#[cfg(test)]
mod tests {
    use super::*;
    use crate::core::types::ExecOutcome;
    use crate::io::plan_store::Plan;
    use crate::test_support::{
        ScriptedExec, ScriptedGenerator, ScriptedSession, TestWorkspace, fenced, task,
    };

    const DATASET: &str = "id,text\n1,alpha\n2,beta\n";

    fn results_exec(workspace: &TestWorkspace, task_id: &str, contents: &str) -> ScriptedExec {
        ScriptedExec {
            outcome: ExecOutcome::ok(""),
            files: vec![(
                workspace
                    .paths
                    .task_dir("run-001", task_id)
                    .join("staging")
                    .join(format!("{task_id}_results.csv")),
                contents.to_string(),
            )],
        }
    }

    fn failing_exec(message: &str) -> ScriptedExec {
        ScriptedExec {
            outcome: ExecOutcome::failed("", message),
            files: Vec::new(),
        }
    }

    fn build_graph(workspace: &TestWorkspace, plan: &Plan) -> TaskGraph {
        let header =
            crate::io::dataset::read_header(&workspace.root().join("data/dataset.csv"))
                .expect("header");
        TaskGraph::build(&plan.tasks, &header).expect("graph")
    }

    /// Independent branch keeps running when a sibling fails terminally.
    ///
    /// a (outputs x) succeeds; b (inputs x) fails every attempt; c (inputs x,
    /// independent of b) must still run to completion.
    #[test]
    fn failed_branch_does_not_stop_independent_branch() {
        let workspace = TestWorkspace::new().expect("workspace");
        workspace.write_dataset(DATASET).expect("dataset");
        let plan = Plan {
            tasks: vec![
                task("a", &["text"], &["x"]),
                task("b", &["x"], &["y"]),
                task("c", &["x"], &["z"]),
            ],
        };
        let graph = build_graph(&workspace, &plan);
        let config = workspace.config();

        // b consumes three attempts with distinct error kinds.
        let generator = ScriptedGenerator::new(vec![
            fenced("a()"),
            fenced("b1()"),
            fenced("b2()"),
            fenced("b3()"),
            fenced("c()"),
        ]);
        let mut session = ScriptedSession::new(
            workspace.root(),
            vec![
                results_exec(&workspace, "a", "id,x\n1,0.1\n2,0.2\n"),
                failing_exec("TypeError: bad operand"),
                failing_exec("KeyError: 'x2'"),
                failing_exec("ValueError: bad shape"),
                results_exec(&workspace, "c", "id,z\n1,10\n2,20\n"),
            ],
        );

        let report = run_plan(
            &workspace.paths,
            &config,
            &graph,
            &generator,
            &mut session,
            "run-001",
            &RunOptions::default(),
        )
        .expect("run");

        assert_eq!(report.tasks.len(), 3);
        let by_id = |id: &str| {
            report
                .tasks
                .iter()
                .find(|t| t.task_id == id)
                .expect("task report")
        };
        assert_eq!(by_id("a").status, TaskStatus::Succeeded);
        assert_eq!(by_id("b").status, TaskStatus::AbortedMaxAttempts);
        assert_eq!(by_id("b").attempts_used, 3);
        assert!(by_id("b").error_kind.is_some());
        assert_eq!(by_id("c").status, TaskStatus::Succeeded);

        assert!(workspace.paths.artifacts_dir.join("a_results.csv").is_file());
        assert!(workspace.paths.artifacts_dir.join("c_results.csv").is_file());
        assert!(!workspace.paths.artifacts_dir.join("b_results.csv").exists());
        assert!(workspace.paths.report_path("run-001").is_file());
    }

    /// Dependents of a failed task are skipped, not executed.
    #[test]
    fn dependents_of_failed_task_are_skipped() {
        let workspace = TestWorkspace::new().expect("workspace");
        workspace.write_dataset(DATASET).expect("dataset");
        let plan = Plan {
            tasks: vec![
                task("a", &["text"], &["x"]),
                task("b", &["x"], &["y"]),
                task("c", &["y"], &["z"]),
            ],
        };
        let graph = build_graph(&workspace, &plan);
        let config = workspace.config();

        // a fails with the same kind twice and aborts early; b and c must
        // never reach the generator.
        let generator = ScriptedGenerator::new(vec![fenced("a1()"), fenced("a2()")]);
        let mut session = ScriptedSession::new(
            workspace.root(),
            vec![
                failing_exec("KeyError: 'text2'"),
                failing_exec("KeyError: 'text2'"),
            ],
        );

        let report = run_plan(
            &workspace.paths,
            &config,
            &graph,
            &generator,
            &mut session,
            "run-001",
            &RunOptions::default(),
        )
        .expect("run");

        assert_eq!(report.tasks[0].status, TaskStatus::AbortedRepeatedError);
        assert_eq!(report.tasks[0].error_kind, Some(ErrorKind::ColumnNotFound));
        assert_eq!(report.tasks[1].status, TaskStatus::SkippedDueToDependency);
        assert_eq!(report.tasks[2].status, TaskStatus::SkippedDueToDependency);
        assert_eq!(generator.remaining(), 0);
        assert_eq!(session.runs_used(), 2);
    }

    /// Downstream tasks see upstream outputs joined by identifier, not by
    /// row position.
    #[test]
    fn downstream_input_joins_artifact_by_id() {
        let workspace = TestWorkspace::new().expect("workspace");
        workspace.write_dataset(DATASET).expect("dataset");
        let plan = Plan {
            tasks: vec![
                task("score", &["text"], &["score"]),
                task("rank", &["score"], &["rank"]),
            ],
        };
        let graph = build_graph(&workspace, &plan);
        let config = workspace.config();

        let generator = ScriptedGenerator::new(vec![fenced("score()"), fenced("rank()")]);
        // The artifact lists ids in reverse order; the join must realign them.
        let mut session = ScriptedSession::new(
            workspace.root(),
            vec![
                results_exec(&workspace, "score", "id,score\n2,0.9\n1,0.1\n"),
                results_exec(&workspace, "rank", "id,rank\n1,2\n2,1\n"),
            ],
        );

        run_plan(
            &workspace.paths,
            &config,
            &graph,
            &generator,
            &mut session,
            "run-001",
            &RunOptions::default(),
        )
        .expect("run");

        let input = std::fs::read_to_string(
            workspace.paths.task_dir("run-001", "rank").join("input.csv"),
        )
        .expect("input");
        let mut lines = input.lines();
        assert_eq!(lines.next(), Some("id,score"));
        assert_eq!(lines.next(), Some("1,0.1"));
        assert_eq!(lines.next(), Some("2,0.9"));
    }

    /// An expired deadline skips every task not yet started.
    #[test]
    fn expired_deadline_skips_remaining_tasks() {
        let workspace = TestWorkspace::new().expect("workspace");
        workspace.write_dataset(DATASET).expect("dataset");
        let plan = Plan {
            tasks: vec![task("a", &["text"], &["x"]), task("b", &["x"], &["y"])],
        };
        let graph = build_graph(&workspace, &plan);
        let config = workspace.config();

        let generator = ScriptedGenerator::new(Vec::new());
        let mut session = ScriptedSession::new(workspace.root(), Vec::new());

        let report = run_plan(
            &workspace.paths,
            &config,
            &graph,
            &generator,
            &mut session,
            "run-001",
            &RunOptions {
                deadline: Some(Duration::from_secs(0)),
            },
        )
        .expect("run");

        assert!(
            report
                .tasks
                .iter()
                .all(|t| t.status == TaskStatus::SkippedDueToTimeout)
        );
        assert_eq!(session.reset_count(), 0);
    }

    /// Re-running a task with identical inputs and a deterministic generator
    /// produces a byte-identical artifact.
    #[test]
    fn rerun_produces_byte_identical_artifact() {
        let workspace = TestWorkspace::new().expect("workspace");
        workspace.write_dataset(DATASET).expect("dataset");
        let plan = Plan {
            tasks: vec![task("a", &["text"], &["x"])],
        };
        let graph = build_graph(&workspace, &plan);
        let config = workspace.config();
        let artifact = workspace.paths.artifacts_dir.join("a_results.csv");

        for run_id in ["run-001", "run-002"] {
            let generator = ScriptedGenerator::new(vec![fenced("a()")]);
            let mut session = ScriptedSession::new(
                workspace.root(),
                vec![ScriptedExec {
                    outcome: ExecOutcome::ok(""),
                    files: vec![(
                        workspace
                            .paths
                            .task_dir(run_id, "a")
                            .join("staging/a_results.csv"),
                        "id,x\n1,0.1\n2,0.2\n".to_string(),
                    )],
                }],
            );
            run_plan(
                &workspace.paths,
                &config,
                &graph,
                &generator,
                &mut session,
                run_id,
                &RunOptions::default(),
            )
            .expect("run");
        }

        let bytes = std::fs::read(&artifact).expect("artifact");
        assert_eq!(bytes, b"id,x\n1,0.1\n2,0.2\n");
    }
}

What the task asks: If a line in the records above includes the string "running", copy it.

Response area:
    /// Independent branch keeps running when a sibling fails terminally.
    /// Re-running a task with identical inputs and a deterministic generator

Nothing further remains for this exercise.